[EXERCISE DATA — start]

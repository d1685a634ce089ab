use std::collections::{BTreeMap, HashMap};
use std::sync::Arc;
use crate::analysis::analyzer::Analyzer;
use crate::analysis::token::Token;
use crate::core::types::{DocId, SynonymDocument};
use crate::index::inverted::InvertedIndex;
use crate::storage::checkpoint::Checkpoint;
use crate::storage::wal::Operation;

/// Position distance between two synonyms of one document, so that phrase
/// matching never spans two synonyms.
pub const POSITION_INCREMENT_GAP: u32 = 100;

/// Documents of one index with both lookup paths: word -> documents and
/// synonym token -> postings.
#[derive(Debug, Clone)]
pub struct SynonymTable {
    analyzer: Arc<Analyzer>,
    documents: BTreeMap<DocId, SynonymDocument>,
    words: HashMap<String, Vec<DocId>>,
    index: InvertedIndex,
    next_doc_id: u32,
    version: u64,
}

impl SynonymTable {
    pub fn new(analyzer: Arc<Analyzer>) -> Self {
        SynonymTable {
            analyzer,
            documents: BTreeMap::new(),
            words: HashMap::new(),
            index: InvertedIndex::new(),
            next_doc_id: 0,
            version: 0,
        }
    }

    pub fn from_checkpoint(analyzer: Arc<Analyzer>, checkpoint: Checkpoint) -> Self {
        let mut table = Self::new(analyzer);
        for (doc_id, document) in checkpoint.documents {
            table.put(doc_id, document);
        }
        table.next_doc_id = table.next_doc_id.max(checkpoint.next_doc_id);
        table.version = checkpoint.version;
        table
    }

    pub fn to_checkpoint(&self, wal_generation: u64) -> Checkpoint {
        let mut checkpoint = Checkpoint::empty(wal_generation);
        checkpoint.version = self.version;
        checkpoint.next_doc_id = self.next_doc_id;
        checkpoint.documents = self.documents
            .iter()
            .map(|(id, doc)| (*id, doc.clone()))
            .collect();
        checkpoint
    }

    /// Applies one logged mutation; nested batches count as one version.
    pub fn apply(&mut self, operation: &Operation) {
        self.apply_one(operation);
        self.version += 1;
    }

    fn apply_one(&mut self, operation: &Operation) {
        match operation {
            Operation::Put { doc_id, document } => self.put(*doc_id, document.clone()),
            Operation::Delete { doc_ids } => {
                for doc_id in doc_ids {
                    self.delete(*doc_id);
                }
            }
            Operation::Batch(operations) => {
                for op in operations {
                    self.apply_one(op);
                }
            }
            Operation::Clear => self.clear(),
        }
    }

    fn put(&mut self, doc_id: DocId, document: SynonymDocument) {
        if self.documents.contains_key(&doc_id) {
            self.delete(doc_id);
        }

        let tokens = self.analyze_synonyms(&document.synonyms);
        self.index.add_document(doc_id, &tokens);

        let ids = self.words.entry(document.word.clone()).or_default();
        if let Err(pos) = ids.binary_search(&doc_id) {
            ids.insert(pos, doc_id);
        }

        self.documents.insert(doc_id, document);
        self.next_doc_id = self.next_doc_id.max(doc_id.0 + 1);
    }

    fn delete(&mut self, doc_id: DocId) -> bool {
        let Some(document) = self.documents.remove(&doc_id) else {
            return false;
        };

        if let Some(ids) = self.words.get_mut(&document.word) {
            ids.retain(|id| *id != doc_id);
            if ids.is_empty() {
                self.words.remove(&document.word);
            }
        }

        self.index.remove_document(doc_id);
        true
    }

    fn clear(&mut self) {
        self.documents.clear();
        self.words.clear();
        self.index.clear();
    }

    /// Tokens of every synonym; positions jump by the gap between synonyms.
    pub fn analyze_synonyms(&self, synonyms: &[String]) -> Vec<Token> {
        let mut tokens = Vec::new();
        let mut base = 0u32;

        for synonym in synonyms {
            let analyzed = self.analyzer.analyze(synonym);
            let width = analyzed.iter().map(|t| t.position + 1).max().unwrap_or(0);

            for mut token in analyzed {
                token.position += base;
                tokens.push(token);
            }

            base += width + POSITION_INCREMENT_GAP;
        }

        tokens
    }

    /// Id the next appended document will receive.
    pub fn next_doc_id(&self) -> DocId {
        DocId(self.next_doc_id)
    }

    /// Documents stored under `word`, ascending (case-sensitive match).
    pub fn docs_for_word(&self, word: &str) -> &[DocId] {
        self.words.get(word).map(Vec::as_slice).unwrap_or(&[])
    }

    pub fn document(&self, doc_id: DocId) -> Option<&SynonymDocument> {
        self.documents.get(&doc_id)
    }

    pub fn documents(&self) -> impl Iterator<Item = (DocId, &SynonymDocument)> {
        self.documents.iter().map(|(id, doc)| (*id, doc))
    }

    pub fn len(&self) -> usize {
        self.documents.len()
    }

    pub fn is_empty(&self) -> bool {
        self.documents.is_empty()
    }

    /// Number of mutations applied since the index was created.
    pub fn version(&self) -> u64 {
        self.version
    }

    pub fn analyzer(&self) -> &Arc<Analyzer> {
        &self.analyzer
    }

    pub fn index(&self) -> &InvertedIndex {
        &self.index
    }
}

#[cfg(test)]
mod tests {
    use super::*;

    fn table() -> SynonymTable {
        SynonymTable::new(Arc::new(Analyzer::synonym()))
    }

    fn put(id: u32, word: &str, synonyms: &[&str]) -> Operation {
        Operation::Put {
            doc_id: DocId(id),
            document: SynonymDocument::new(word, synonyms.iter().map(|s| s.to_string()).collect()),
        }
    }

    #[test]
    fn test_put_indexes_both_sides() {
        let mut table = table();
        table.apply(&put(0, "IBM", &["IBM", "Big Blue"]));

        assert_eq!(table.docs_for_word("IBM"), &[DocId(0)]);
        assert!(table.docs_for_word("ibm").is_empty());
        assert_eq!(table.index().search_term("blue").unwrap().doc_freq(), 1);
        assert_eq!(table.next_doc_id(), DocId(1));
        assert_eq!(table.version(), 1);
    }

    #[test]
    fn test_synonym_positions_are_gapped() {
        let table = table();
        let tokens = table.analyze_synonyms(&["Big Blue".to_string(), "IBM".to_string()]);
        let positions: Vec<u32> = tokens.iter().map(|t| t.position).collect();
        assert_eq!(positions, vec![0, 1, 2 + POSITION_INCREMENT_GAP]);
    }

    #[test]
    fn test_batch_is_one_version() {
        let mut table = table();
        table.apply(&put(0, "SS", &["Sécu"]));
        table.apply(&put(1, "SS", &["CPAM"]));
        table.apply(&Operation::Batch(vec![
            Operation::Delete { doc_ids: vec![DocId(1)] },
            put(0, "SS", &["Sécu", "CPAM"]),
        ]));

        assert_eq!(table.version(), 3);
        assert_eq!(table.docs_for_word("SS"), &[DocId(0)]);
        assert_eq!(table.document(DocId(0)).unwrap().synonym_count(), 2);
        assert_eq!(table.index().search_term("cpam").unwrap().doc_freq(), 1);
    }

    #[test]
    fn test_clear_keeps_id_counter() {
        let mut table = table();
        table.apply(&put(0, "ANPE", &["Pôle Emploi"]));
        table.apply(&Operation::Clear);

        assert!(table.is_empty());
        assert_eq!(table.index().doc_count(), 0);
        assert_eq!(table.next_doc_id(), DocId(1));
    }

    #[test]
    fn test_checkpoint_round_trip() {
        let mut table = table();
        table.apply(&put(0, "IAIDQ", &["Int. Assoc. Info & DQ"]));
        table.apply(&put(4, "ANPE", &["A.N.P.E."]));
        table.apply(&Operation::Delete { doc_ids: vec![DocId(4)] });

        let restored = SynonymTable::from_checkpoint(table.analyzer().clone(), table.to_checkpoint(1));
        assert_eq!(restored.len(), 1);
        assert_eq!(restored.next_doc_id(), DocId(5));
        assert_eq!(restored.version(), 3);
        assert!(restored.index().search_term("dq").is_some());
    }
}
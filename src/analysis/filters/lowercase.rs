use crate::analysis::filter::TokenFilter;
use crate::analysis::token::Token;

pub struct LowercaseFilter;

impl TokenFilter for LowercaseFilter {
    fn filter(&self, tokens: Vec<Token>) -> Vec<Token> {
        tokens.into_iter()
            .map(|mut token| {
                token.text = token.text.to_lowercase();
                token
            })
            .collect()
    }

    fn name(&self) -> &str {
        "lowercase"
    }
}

[EXERCISE DATA — finish]

If a line in the material contains the word "width", copy that line.

■ RESULT OF THIS TASK:
            let width = analyzed.iter().map(|t| t.position + 1).max().unwrap_or(0);
            base += width + POSITION_INCREMENT_GAP;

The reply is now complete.